* **EXERCISE**: Collect every line of the records below that contains the word "Free".

* **RECORDS TO PROCESS**:
· · · ·

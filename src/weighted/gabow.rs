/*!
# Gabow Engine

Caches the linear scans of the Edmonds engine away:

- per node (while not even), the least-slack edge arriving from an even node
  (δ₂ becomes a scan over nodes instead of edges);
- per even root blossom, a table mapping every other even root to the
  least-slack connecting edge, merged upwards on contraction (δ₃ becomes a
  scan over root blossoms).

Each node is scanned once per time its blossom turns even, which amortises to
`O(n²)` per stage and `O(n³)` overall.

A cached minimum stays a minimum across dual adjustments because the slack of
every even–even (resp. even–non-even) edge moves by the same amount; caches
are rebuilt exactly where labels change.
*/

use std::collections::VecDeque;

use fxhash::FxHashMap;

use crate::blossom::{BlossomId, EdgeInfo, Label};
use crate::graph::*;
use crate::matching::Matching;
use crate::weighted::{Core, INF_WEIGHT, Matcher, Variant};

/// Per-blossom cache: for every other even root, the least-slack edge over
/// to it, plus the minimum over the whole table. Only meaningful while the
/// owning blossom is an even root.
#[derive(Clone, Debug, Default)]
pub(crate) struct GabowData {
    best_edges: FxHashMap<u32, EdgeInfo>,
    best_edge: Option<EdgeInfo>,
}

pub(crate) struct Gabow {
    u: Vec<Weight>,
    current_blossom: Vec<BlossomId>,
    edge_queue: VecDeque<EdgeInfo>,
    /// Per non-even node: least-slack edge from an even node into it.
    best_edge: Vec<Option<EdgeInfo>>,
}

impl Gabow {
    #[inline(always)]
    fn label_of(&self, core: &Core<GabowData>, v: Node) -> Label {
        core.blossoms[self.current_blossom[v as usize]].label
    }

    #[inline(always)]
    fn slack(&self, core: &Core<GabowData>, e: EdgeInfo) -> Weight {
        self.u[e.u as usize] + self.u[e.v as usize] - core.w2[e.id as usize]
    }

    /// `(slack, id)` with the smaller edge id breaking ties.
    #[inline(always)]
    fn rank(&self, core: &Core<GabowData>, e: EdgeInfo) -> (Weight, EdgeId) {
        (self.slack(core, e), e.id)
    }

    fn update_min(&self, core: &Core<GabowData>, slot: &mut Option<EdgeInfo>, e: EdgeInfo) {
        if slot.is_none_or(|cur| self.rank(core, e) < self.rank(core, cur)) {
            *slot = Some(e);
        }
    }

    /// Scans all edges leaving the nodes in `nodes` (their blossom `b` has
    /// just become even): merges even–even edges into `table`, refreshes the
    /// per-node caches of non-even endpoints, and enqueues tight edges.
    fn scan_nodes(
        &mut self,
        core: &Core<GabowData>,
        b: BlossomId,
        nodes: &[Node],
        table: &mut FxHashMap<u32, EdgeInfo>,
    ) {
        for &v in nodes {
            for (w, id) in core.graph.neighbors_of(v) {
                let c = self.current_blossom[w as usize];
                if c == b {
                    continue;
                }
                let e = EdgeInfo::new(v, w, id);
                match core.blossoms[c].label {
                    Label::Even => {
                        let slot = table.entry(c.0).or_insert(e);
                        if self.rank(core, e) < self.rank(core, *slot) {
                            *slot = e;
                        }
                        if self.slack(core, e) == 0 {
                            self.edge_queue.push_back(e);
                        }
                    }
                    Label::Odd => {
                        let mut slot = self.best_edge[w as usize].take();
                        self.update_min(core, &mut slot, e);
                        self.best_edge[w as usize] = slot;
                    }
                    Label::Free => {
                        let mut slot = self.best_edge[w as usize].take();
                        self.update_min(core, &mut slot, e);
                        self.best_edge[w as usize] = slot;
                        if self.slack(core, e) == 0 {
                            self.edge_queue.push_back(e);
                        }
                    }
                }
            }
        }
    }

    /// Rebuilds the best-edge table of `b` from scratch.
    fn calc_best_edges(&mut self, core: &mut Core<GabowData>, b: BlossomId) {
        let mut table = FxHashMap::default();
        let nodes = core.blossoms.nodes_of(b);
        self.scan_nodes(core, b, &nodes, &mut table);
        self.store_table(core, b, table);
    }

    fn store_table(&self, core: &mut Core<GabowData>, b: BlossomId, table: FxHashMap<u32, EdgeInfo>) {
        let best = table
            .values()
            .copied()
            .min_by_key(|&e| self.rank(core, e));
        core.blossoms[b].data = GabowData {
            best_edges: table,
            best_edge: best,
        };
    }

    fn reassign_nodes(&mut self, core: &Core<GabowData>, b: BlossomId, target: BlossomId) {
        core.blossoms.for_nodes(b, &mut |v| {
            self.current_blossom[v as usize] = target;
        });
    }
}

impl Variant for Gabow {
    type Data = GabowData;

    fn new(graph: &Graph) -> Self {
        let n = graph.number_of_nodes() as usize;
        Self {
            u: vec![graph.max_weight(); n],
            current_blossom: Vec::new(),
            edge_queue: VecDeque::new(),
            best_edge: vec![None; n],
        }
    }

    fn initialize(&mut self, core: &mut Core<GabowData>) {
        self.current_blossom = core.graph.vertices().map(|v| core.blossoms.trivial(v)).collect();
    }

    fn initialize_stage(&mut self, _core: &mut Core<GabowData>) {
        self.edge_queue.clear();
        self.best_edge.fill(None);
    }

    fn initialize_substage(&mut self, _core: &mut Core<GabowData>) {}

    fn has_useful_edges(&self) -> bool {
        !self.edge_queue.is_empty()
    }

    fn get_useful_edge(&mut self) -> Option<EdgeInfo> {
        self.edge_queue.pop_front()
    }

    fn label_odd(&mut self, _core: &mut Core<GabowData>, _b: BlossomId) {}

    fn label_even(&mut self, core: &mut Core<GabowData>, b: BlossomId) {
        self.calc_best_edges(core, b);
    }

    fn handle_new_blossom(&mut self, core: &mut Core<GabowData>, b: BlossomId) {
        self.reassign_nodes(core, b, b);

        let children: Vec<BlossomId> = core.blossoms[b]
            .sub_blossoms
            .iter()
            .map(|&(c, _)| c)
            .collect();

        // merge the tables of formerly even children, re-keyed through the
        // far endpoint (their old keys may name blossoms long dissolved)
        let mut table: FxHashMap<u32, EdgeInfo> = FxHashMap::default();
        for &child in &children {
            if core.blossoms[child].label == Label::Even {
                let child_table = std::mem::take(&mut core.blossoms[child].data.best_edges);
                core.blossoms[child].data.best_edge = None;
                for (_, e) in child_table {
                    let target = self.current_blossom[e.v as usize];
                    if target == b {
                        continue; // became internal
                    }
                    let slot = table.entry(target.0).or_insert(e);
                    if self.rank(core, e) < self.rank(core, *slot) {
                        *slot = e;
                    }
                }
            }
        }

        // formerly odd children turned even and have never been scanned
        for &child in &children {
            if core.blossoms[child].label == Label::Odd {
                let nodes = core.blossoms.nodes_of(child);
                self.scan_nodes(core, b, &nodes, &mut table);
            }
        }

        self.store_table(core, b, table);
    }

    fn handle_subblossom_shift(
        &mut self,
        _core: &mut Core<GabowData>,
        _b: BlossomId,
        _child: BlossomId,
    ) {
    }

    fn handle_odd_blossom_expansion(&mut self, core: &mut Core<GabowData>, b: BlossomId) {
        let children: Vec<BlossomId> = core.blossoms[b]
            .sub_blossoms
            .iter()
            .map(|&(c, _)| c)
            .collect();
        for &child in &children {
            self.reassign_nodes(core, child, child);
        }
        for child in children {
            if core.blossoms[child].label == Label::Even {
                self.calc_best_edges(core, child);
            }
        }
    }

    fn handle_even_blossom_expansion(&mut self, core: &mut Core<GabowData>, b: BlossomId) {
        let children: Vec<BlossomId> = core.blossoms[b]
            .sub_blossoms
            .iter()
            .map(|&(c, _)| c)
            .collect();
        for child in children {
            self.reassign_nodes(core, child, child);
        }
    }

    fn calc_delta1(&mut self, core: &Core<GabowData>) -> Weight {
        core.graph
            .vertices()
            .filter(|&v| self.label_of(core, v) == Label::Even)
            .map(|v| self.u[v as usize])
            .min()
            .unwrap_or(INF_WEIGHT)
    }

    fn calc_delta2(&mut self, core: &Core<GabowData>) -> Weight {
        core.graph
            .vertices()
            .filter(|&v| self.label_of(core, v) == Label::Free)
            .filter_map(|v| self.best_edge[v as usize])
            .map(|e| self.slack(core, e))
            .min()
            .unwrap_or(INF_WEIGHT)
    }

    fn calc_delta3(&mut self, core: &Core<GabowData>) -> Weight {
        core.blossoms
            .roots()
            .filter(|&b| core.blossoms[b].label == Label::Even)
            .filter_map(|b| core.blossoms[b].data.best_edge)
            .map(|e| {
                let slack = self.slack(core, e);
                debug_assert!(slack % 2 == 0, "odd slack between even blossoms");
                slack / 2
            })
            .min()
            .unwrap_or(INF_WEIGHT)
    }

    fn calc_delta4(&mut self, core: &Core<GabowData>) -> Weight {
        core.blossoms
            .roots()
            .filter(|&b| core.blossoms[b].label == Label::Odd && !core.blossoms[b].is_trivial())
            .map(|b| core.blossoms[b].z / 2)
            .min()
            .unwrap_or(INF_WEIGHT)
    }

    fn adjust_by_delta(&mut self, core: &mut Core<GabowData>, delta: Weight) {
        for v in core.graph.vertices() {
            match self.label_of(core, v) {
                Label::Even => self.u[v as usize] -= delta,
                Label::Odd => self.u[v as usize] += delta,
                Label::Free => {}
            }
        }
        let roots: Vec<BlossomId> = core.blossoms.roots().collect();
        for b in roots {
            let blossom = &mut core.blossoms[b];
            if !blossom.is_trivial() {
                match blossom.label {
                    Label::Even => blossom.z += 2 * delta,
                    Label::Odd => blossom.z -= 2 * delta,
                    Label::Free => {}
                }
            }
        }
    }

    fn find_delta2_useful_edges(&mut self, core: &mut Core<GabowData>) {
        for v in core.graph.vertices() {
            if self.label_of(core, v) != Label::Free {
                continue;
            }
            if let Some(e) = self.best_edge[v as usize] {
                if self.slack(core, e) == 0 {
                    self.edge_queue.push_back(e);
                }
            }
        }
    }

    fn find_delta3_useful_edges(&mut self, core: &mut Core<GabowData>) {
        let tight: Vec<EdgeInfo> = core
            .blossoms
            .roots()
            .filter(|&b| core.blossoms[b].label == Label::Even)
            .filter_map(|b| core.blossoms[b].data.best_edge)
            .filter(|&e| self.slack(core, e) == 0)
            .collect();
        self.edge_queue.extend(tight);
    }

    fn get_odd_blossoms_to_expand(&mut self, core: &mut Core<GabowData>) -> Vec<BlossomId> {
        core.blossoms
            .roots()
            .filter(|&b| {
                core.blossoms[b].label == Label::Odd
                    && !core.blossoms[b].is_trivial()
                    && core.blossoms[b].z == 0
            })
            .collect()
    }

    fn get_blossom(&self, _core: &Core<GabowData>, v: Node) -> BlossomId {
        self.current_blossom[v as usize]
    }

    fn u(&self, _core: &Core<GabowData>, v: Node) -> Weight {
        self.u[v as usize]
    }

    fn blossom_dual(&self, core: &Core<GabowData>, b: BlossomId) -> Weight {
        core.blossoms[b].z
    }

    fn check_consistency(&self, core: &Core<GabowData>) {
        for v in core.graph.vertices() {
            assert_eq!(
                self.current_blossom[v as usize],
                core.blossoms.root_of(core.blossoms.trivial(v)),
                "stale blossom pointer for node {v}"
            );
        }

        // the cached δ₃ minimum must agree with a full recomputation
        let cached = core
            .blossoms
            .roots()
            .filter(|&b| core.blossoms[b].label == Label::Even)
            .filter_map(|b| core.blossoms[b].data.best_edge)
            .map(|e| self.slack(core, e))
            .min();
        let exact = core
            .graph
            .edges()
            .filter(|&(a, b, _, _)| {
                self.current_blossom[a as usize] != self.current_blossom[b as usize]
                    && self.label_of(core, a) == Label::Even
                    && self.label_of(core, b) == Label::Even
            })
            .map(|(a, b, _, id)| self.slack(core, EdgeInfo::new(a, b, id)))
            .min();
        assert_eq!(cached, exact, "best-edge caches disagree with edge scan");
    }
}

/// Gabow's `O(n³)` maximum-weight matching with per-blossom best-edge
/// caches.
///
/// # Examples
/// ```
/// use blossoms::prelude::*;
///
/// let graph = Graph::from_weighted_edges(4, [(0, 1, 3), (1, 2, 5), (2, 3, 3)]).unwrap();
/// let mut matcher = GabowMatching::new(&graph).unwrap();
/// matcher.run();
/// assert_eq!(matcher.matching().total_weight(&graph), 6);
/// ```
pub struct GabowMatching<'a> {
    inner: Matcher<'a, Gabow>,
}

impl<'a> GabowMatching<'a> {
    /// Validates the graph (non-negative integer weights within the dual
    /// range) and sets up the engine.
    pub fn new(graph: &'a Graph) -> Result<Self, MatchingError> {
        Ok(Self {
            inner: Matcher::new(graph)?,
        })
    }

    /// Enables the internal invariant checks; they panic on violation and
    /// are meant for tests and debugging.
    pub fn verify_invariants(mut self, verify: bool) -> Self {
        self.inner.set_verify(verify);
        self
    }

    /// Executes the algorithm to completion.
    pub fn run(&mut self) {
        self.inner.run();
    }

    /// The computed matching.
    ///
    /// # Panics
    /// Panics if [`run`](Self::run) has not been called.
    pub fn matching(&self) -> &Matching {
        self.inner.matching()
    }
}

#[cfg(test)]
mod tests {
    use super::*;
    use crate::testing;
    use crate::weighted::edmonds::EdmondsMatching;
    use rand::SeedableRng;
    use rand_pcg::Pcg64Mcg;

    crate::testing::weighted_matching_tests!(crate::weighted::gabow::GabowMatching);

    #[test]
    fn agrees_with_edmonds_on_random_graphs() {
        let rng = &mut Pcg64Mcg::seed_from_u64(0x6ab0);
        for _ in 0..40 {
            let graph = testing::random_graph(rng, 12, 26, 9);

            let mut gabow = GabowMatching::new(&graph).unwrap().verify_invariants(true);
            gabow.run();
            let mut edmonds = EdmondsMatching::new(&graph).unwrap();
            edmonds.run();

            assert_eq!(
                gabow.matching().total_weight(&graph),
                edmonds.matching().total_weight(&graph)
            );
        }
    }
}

· · · ·

* **FINISHED EXERCISE**:
                    Label::Free => {
            .filter(|&v| self.label_of(core, v) == Label::Free)
                Label::Free => {}
                    Label::Free => {}
            if self.label_of(core, v) != Label::Free {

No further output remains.